L’abstention est la grande gagnante de la soirée !
Le président Macron joue ce second tour avec un triple avantage : d’abord, le système électoral favorise sa position au centre de l’échiquier politique. Deuxièmement, la réforme de 2002 a imposé la coïncidence des élections présidentielles et législatives (qui se tenaient auparavant respectivement tous les sept et cinq ans) dans l’idée de donner au président élu une majorité absolue à l’Assemblée et, troisièmement, en termes démographiques, son électorat, composé des Français les plus riches, les plus éduqués et les plus âgés, est celui qui participe le plus aux élections. Toutefois, l’insatisfaction à l’égard de la gestion du président libéral l’a emporté sur ces facteurs. De nombreux ministres macronistes ont perdu leur siège et la conséquence la plus claire de ce résultat est qu’après un quinquennat dans l’ombre, l’Assemblée nationale va revenir sur les plateaux de télévision français. Pour la première fois, Macron devra faire face aux contrepoids de la législature, notamment dans les commissions clés telles que la commission du contrôle financier. En d’autres termes, la France a été reparlementarisée.

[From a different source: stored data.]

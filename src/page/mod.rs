//! Page values and the next-link computation
//!
//! # Overview
//!
//! [`PageRequest`] is an immutable, normalized page/size pair.
//! [`ResultPage`] pairs a request with the slice a source returned for
//! it, and [`ResultPageWithNext`] decorates that with an optional
//! absolute link to the following page. Decoration is the only place
//! with real logic: a full page links forward, a short page is treated
//! as the last.

mod types;

pub use types::{PageRequest, ResultPage, ResultPageWithNext, QUERY_PAGE, QUERY_PAGE_SIZE};
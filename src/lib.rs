#![allow(clippy::cast_possible_truncation)]
#![allow(clippy::must_use_candidate)]
#![allow(clippy::module_name_repetitions)]
#![allow(clippy::needless_pass_by_value)]

//! # Pagewise
//!
//! A minimal, Rust-native offset-pagination add-on for async data sources.
//!
//! ## Features
//!
//! - **Normalized page requests**: absent or zero `page`/`pagesize` inputs
//!   collapse to documented defaults instead of failing the request
//! - **Capability contract**: any async data source can opt into paging by
//!   implementing a single trait
//! - **Stateless next links**: a full page is decorated with an absolute
//!   "next page" URI so clients page forward without server-side cursors
//! - **Dynamic registries**: heterogeneous source collections resolve the
//!   capability at run time; statically typed call sites require it at
//!   compile time
//!
//! ## Quick Start
//!
//! ```rust
//! use pagewise::{PageRequest, PaginationActions, VecSource};
//! use url::Url;
//!
//! # #[tokio::main(flavor = "current_thread")]
//! # async fn main() -> pagewise::Result<()> {
//! let source = VecSource::new((1..=250_u32).collect());
//! let actions = PaginationActions::new(source, Url::parse("http://api.test/items")?);
//!
//! let page = actions.get_page(PageRequest::new(Some(2), Some(100)), None).await?;
//! assert_eq!(page.results().len(), 100);
//! assert!(page.next().is_some());
//! # Ok(())
//! # }
//! ```
//!
//! ## Architecture
//!
//! ```text
//! ┌─────────────────────────────────────────────────────────────────┐
//! │                        Entry Points                             │
//! │  PaginationActions (typed)        actions::* (dynamic bridge)   │
//! │  query map → PageRequest          Source → SupportsPagination?  │
//! └───────────────────────────────┬─────────────────────────────────┘
//!                                 │
//! ┌───────────────┬───────────────┴──────────────┬──────────────────┐
//! │     Page      │           Source             │      Links       │
//! ├───────────────┼──────────────────────────────┼──────────────────┤
//! │ PageRequest   │ SupportsPagination           │ ResultPageWith-  │
//! │ ResultPage    │ count / get_page (+ filter)  │ Next: base URI + │
//! │ defaults 1/100│ VecSource reference impl     │ page=N&pagesize=M│
//! └───────────────┴──────────────────────────────┴──────────────────┘
//! ```

#![warn(missing_docs)]
#![warn(clippy::all)]
#![warn(clippy::pedantic)]

/// Error types
pub mod error;

/// Shared type aliases
pub mod types;

/// Page values and the next-link computation
pub mod page;

/// Data source contracts and the in-memory reference source
pub mod source;

/// Typed pagination actions and the dynamic capability bridge
pub mod actions;

// ============================================================================
// Re-exports
// ============================================================================

pub use error::{Error, Result};
pub use types::*;

// Re-export commonly used types
pub use actions::PaginationActions;
pub use page::{PageRequest, ResultPage, ResultPageWithNext};
pub use source::{ItemFilter, Source, SupportsPagination, VecSource};

/// Crate version
pub const VERSION: &str = env!("CARGO_PKG_VERSION");

/// Crate name
pub const NAME: &str = env!("CARGO_PKG_NAME");
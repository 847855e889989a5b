//! Common types used throughout Pagewise
//!
//! Shared type aliases used across multiple modules.

use std::collections::HashMap;

/// Generic key-value map with string keys and values, as produced by
/// HTTP query-string parsing
pub type StringMap = HashMap<String, String>;

/// Boxed error type raised by underlying data sources
pub type BoxError = Box<dyn std::error::Error + Send + Sync>;
//! Typed pagination actions and the dynamic capability bridge
//!
//! # Overview
//!
//! [`PaginationActions`] is the statically typed entry point:
//! constructing one requires a source that already implements
//! [`SupportsPagination`], so an ineligible source is rejected at
//! compile time. The free functions are the dynamic bridge for
//! heterogeneous [`Source`] registries, where eligibility is only known
//! at run time and an ineligible source surfaces
//! [`Error::CapabilityNotSupported`] without invoking anything on it.

mod query;

pub use query::{base_uri, page_request_from_query};


use crate::error::{Error, Result};
use crate::page::{PageRequest, ResultPage, ResultPageWithNext};
use crate::source::{Source, SupportsPagination};
use crate::types::StringMap;
use std::marker::PhantomData;
use tracing::{debug, warn};
use url::Url;

// ============================================================================
// Typed Actions
// ============================================================================

/// Pagination actions over a source known to support paging
///
/// Holds the source together with the base URI next-page links are
/// built against, typically derived from the inbound request's own
/// scheme, host and path (see [`base_uri`]).
pub struct PaginationActions<S, T>
where
    S: SupportsPagination<T>,
{
    source: S,
    base_uri: Url,
    _entity: PhantomData<fn() -> T>,
}

impl<S, T> PaginationActions<S, T>
where
    S: SupportsPagination<T>,
{
    /// Wrap `source`, using `base_uri` for next-page links
    pub fn new(source: S, base_uri: Url) -> Self {
        Self {
            source,
            base_uri,
            _entity: PhantomData,
        }
    }

    /// The base URI next-page links are built against
    pub fn base_uri(&self) -> &Url {
        &self.base_uri
    }

    /// Total number of entities matching `filter`
    pub async fn count(&self, filter: Option<&S::Filter>) -> Result<u64> {
        self.source.count(filter).await
    }

    /// Fetch the page at `request` and decorate it with a next-page link
    pub async fn get_page(
        &self,
        request: PageRequest,
        filter: Option<&S::Filter>,
    ) -> Result<ResultPageWithNext<T>> {
        debug!(
            page = request.page(),
            page_size = request.page_size(),
            "serving page"
        );
        let result = self.source.get_page(request, filter).await?;
        Ok(result.with_next(&self.base_uri))
    }

    /// Parse a [`PageRequest`] out of `query`, then fetch and decorate it
    pub async fn get_page_from_query(
        &self,
        query: &StringMap,
        filter: Option<&S::Filter>,
    ) -> Result<ResultPageWithNext<T>> {
        self.get_page(page_request_from_query(query), filter).await
    }
}

// ============================================================================
// Dynamic Bridge
// ============================================================================

/// Resolve the pagination capability of a registry source
///
/// Fails synchronously with [`Error::CapabilityNotSupported`] when the
/// source did not opt in; nothing on the source is invoked in that
/// case, and the error is surfaced verbatim, never retried.
pub fn with_capability<T, S>(
    source: &S,
) -> Result<&dyn SupportsPagination<T, Filter = S::Filter>>
where
    S: Source<T> + ?Sized,
{
    source.pagination().ok_or_else(|| {
        warn!(
            entity_type = source.entity_type(),
            "pagination requested on a source without the capability"
        );
        Error::capability_not_supported(source.entity_type())
    })
}

/// Count entities through a registry source's pagination capability
pub async fn count<T, S>(source: &S, filter: Option<&S::Filter>) -> Result<u64>
where
    S: Source<T> + ?Sized,
{
    with_capability(source)?.count(filter).await
}

/// Fetch one page through a registry source's pagination capability
pub async fn get_page<T, S>(
    source: &S,
    request: PageRequest,
    filter: Option<&S::Filter>,
) -> Result<ResultPage<T>>
where
    S: Source<T> + ?Sized,
{
    with_capability(source)?.get_page(request, filter).await
}

/// Fetch one page through a registry source and decorate it with a
/// next-page link against `base_uri`
pub async fn get_page_with_next<T, S>(
    source: &S,
    request: PageRequest,
    base_uri: &Url,
    filter: Option<&S::Filter>,
) -> Result<ResultPageWithNext<T>>
where
    S: Source<T> + ?Sized,
{
    Ok(get_page(source, request, filter).await?.with_next(base_uri))
}
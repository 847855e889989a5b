//! In-memory data source
//!
//! A `Vec`-backed source that implements the pagination capability,
//! useful as a reference implementation, in tests, and for small
//! collections that are already resident. Slicing is standard offset
//! pagination: skip `(page - 1) * page_size`, take `page_size`.

use super::{Source, SupportsPagination};
use crate::error::Result;
use crate::page::{PageRequest, ResultPage};
use async_trait::async_trait;

/// Predicate filter over borrowed items
pub type ItemFilter<T> = dyn Fn(&T) -> bool + Send + Sync;

/// An in-memory, `Vec`-backed pageable source
///
/// Pages follow the `Vec` order; a filter drops items before slicing,
/// so `count` and `get_page` always agree on the collection they
/// describe.
#[derive(Debug, Clone)]
pub struct VecSource<T> {
    items: Vec<T>,
}

impl<T> Default for VecSource<T> {
    fn default() -> Self {
        Self { items: Vec::new() }
    }
}

impl<T> VecSource<T> {
    /// Create a source over `items`
    pub fn new(items: Vec<T>) -> Self {
        Self { items }
    }

    /// Number of items behind the source, ignoring any filter
    pub fn len(&self) -> usize {
        self.items.len()
    }

    /// Check whether the source holds no items
    pub fn is_empty(&self) -> bool {
        self.items.is_empty()
    }

    fn matching<'a>(
        &'a self,
        filter: Option<&'a ItemFilter<T>>,
    ) -> impl Iterator<Item = &'a T> {
        self.items.iter().filter(move |item| match filter {
            Some(filter) => filter(item),
            None => true,
        })
    }
}

#[async_trait]
impl<T> SupportsPagination<T> for VecSource<T>
where
    T: Clone + Send + Sync,
{
    type Filter = ItemFilter<T>;

    async fn count(&self, filter: Option<&Self::Filter>) -> Result<u64> {
        Ok(self.matching(filter).count() as u64)
    }

    async fn get_page(
        &self,
        request: PageRequest,
        filter: Option<&Self::Filter>,
    ) -> Result<ResultPage<T>> {
        let results = self
            .matching(filter)
            .skip(request.offset() as usize)
            .take(request.page_size() as usize)
            .cloned()
            .collect();
        Ok(ResultPage::new(request, results))
    }
}

impl<T> Source<T> for VecSource<T>
where
    T: Clone + Send + Sync,
{
    type Filter = ItemFilter<T>;

    fn pagination(&self) -> Option<&dyn SupportsPagination<T, Filter = Self::Filter>> {
        Some(self)
    }
}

Si Jean-Luc Mélenchon a réussi à rassembler la gauche autour de son projet et à consolider la position de la France Insoumise, il ne répond pas aux attentes élevées qu’il s’était fixées. Mélenchon a réussi à revitaliser la gauche, mais il n’a toujours pas convaincu suffisamment d’électeurs centristes ni mobilisé suffisamment d’électeurs abstentionnistes. En effet, l’abstention est la grande gagnante de la soirée, puisque plus de la moitié des Français sont restés chez eux, un chiffre qui dépasse les 70% chez les moins de 35 ans. Tant que les jeunes, les classes populaires et les immigrants continueront à s’abstenir à des niveaux records, la politique dépendra de plus en plus des votes des plus aisés et pénalisera les partis progressistes. Même si le NUPES a dynamisé le concours, des décennies de travail ne peuvent être effectuées en deux mois. Gagner des élections pour la gauche nécessite de construire des coalitions entre le centre et les désenchantés, et le leadership de Mélenchon, couplé au système électoral français, rend cette tâche extrêmement difficile.
Faut-il prévenir la menace islamo-gauchiste à l’Assemblée ?
La grande surprise est sans doute venue de l’extrême droite, qui a presque triplé les prédictions des sondages. C’est un vote de mécontentement, mais de mécontentement structurel. La montée de l’extrême droite aux élections législatives indique également qu’il existe des tendances sous-jacentes, telles que la désindustrialisation et l’insécurité économique, qui favorisent Le Pen. Ces tendances touchent particulièrement certains territoires, et les élections ont récompensé l’implantation territoriale du Rassemblement national dans certaines région. En outre, le fait que la campagne ait été dominée par la gauche semble avoir mobilisé l’électorat conservateur pour prévenir « la menace islamo-gauchiste ». Cependant, l’un des principaux responsables de son succès a sans doute été Macron lui-même, ayant normalisé le discours d’extrême droite durant son mandat et ayant brisé le front républicain aux élections législatives en comparant l’extrême droite à la coalition de gauche.
Macron est maintenant confronté à un dilemme majeur, il a besoin des Républicains pour obtenir une majorité absolue, mais le leader de la droite traditionnelle a déjà annoncé qu’ils seraient dans l’opposition. Macron doit décider s’il tente de convaincre ce parti en se pliant à ses exigences ou s’il laisse le désordre régner au Parlement et convoque des élections dans un an, lorsque la loi l’y autorise.